Ya era algo, pensó él, que se tomara la molestia de preguntarlo. Con voz soñolienta, respondió:

—Lorrimer, por supuesto. Nunca se pierde un asesinato. Supongo que no confía en que los demás sepamos hacer bien nuestro trabajo. Y tuvimos la acostumbrada media hora de espera hasta que llegó Kerrison. Eso enfureció a Lorrimer, claro. Hace todo el trabajo en la escena, todo el que cualquiera puede hacer, y luego ha de esperar con el resto de nosotros hasta que el regalo de Dios a la patología forense llega acompañado por una escolta policial y nos da la noticia de que lo que todos habíamos tomado por un cadáver es en realidad —sorpresa, sorpresa— un verdadero cadáver, y que podemos retirar tranquilamente el cuerpo.

—El patólogo forense hace más que eso.

—Claro que sí. Pero no mucho más, no en el lugar del crimen. Su trabajo empieza luego.

Y añadió:

—Siento no haber podido llamar. Lo intenté, pero estabas comunicando.

—Supongo que sería papá. Su oferta sigue en pie, el empleo de oficial de seguridad en la organización. Pero no puede esperar mucho más. Si a final de mes no has aceptado, empezará a poner anuncios.

Oh, Dios, pensó. Eso otra vez, no.

—Me gustaría que tu querido papá no hablara tanto de la organización. Da la impresión de que el negocio familiar sea la mafia. Si lo fuera, quizá me sintiera tentado a aceptar. Lo que papá tiene son tres tiendas baratas y zarrapastrosas en las que vende trajes baratos y zarrapastrosos a idiotas baratos y zarrapastrosos que no serían capaces de reconocer un buen paño aunque se lo estuvieran embutiendo por la garganta. Quizá pudiera pensar seriamente en entrar en el negocio si el querido papá no tuviera ya al Hermano Mayor como director adjunto, dispuesto a sucederle en el mando, y si no hubiera dejado tan claro que únicamente me soporta porque soy tu marido. Pero maldito si voy a patearme los suelos como un amariconado superintendente de sección para vigilar que ningún pobre desgraciado hurte nada de la tienda, aunque pretendan dignificarme con el título de oficial de seguridad. Yo me quedo aquí.

—Donde tienes unos contactos tan útiles…

¿Qué quería decir con eso, se preguntó? Había cuidado de no decirle nada, pero ella no era del todo tonta. Quizá lo hubiera sospechado. Contestó:

—Donde tengo mi empleo. Cuando te casaste conmigo, ya sabías lo que te llevabas.

Pero eso es algo que nunca se sabe, pensó. No verdaderamente.

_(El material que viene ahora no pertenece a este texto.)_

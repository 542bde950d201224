use serde::{Deserialize, Serialize};
use serde_json::Value;

/// Chart kind of a dashboard widget.
#[derive(Debug, Clone, Copy, PartialEq, Eq, Hash, Serialize, Deserialize)]
#[serde(rename_all = "lowercase")]
pub enum ChartType {
    Kpi,
    Bar,
    Line,
    Area,
    Pie,
    Table,
}

/// How many columns a chart kind takes.
#[derive(Debug, Clone, Copy, PartialEq, Eq)]
pub enum ColumnArity {
    Exactly(usize),
    AtLeast(usize),
}

impl ColumnArity {
    /// Upper bound on selectable columns, `None` when unbounded.
    pub fn max(&self) -> Option<usize> {
        match self {
            ColumnArity::Exactly(n) => Some(*n),
            ColumnArity::AtLeast(_) => None,
        }
    }

    pub fn accepts(&self, count: usize) -> bool {
        match self {
            ColumnArity::Exactly(n) => count == *n,
            ColumnArity::AtLeast(n) => count >= *n,
        }
    }

    /// Short hint shown next to the column picker, e.g. `"2 requeridas"`.
    pub fn hint(&self) -> String {
        match self {
            ColumnArity::Exactly(1) => "1 requerida".to_string(),
            ColumnArity::Exactly(n) => format!("{} requeridas", n),
            ColumnArity::AtLeast(n) => format!("{}+ requeridas", n),
        }
    }
}

impl ChartType {
    pub const ALL: [ChartType; 6] = [
        ChartType::Kpi,
        ChartType::Bar,
        ChartType::Line,
        ChartType::Area,
        ChartType::Pie,
        ChartType::Table,
    ];

    pub fn as_str(&self) -> &'static str {
        match self {
            ChartType::Kpi => "kpi",
            ChartType::Bar => "bar",
            ChartType::Line => "line",
            ChartType::Area => "area",
            ChartType::Pie => "pie",
            ChartType::Table => "table",
        }
    }

    pub fn parse(value: &str) -> Option<Self> {
        ChartType::ALL.into_iter().find(|c| c.as_str() == value)
    }

    pub fn label(&self) -> &'static str {
        match self {
            ChartType::Kpi => "KPI",
            ChartType::Bar => "Barras",
            ChartType::Line => "Líneas",
            ChartType::Area => "Área",
            ChartType::Pie => "Pastel",
            ChartType::Table => "Tabla",
        }
    }

    pub fn description(&self) -> &'static str {
        match self {
            ChartType::Kpi => "Métrica única",
            ChartType::Bar => "Comparar categorías",
            ChartType::Line => "Tendencias",
            ChartType::Area => "Volumen",
            ChartType::Pie => "Distribución",
            ChartType::Table => "Datos detallados",
        }
    }

    /// Material icon name.
    pub fn icon(&self) -> &'static str {
        match self {
            ChartType::Kpi => "tag",
            ChartType::Bar => "bar_chart",
            ChartType::Line => "show_chart",
            ChartType::Area => "area_chart",
            ChartType::Pie => "pie_chart",
            ChartType::Table => "table_chart",
        }
    }

    pub fn arity(&self) -> ColumnArity {
        match self {
            ChartType::Kpi | ChartType::Pie => ColumnArity::Exactly(1),
            ChartType::Bar | ChartType::Line | ChartType::Area => ColumnArity::Exactly(2),
            ChartType::Table => ColumnArity::AtLeast(1),
        }
    }

    /// Category/value pair charts, where column order carries meaning.
    pub fn is_series(&self) -> bool {
        matches!(self, ChartType::Bar | ChartType::Line | ChartType::Area)
    }

    /// Aggregation forced when the kind is selected. `None` means the user chooses.
    pub fn forced_aggregation(&self) -> Option<Option<Aggregation>> {
        match self {
            ChartType::Pie => Some(Some(Aggregation::Count)),
            ChartType::Table => Some(None),
            _ => None,
        }
    }
}

/// Reduction applied to a numeric column when the server computes widget data.
#[derive(Debug, Clone, Copy, PartialEq, Eq, Hash, Serialize, Deserialize)]
#[serde(rename_all = "lowercase")]
pub enum Aggregation {
    Sum,
    Avg,
    Count,
    Min,
    Max,
}

impl Aggregation {
    pub const ALL: [Aggregation; 5] = [
        Aggregation::Sum,
        Aggregation::Avg,
        Aggregation::Count,
        Aggregation::Min,
        Aggregation::Max,
    ];

    pub fn as_str(&self) -> &'static str {
        match self {
            Aggregation::Sum => "sum",
            Aggregation::Avg => "avg",
            Aggregation::Count => "count",
            Aggregation::Min => "min",
            Aggregation::Max => "max",
        }
    }

    pub fn parse(value: &str) -> Option<Self> {
        Aggregation::ALL.into_iter().find(|a| a.as_str() == value)
    }

    pub fn label(&self) -> &'static str {
        match self {
            Aggregation::Sum => "Suma",
            Aggregation::Avg => "Promedio",
            Aggregation::Count => "Contar",
            Aggregation::Min => "Mínimo",
            Aggregation::Max => "Máximo",
        }
    }

    pub fn description(&self) -> &'static str {
        match self {
            Aggregation::Sum => "Total acumulado",
            Aggregation::Avg => "Valor medio",
            Aggregation::Count => "Total de registros",
            Aggregation::Min => "Valor más bajo",
            Aggregation::Max => "Valor más alto",
        }
    }
}

/// Widget configuration as persisted inside a dashboard.
#[derive(Debug, Clone, PartialEq, Serialize, Deserialize)]
pub struct Widget {
    pub position: u8,
    pub chart_type: ChartType,
    pub title: String,
    pub columns: Vec<String>,
    pub aggregation: Option<Aggregation>,
    /// Reserved by the API, always sent as `null`.
    #[serde(default)]
    pub filters: Option<Value>,
}

#[derive(Debug, Clone, PartialEq, Serialize, Deserialize)]
pub struct Dashboard {
    #[serde(rename = "_id", alias = "id")]
    pub id: String,
    #[serde(default)]
    pub user_id: String,
    pub template_id: String,
    pub data_id: String,
    pub name: String,
    #[serde(default)]
    pub layout_type: String,
    #[serde(default)]
    pub widgets: Vec<Widget>,
    #[serde(default)]
    pub created_at: String,
    #[serde(default)]
    pub updated_at: String,
}

/// Read-time projection of a dashboard as sent by `GET /api/dashboards/{id}/data`.
///
/// `data` is kept as raw JSON here; it is decoded per widget into
/// [`crate::widgets::payload::WidgetPayload`] before reaching any renderer.
#[derive(Debug, Clone, PartialEq, Serialize, Deserialize)]
pub struct DashboardDataRaw {
    pub dashboard_id: String,
    pub name: String,
    #[serde(default)]
    pub layout_type: String,
    #[serde(default)]
    pub widgets: Vec<RawWidgetData>,
}

#[derive(Debug, Clone, PartialEq, Serialize, Deserialize)]
pub struct RawWidgetData {
    pub position: u8,
    /// Kept as a string so an unsupported kind degrades to an error card.
    pub chart_type: String,
    #[serde(default)]
    pub title: String,
    #[serde(default)]
    pub data: Option<Value>,
}

#[cfg(test)]
mod tests {
    use super::*;

    #[test]
    fn chart_types_round_trip_through_strings() {
        for chart in ChartType::ALL {
            assert_eq!(ChartType::parse(chart.as_str()), Some(chart));
        }
        assert_eq!(ChartType::parse("radar"), None);
    }

    #[test]
    fn arity_per_kind() {
        assert_eq!(ChartType::Kpi.arity(), ColumnArity::Exactly(1));
        assert_eq!(ChartType::Line.arity().max(), Some(2));
        assert_eq!(ChartType::Table.arity().max(), None);
        assert!(ChartType::Table.arity().accepts(4));
        assert!(!ChartType::Table.arity().accepts(0));
        assert_eq!(ChartType::Area.arity().hint(), "2 requeridas");
        assert_eq!(ChartType::Table.arity().hint(), "1+ requeridas");
    }

    #[test]
    fn forced_aggregations() {
        assert_eq!(ChartType::Pie.forced_aggregation(), Some(Some(Aggregation::Count)));
        assert_eq!(ChartType::Table.forced_aggregation(), Some(None));
        assert_eq!(ChartType::Bar.forced_aggregation(), None);
    }

    #[test]
    fn widget_serializes_null_filters() {
        let widget = Widget {
            position: 4,
            chart_type: ChartType::Table,
            title: "Detalle".into(),
            columns: vec!["A".into()],
            aggregation: None,
            filters: None,
        };
        let json = serde_json::to_value(&widget).unwrap();
        assert_eq!(json["chart_type"], "table");
        assert!(json["aggregation"].is_null());
        assert!(json["filters"].is_null());
    }
}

—No esperes encontrarme aquí cuando vuelvas.

Era una vieja amenaza. Respondió sin inquietarse:

—Tú misma. Pero si estás pensando en llevarte el coche, olvídalo. El Cortina me lo llevo yo, y al Renault le patina el embrague. Así que, si has decidido irte a casa de mamá antes de mañana por la mañana, tendrás que telefonear a papá para que venga a buscarte o llamar un taxi.

Ella contestó algo, pero su voz, malhumoradamente insistente, le llegaba desde muy lejos, ya no en forma de palabras coherentes sino como oleadas de sonido que batían sobre su cerebro. Dos horas. Tanto si ella se tomaba la molestia de despertarlo como si no, sabía que despertaría casi al minuto. Cerró los ojos y se durmió.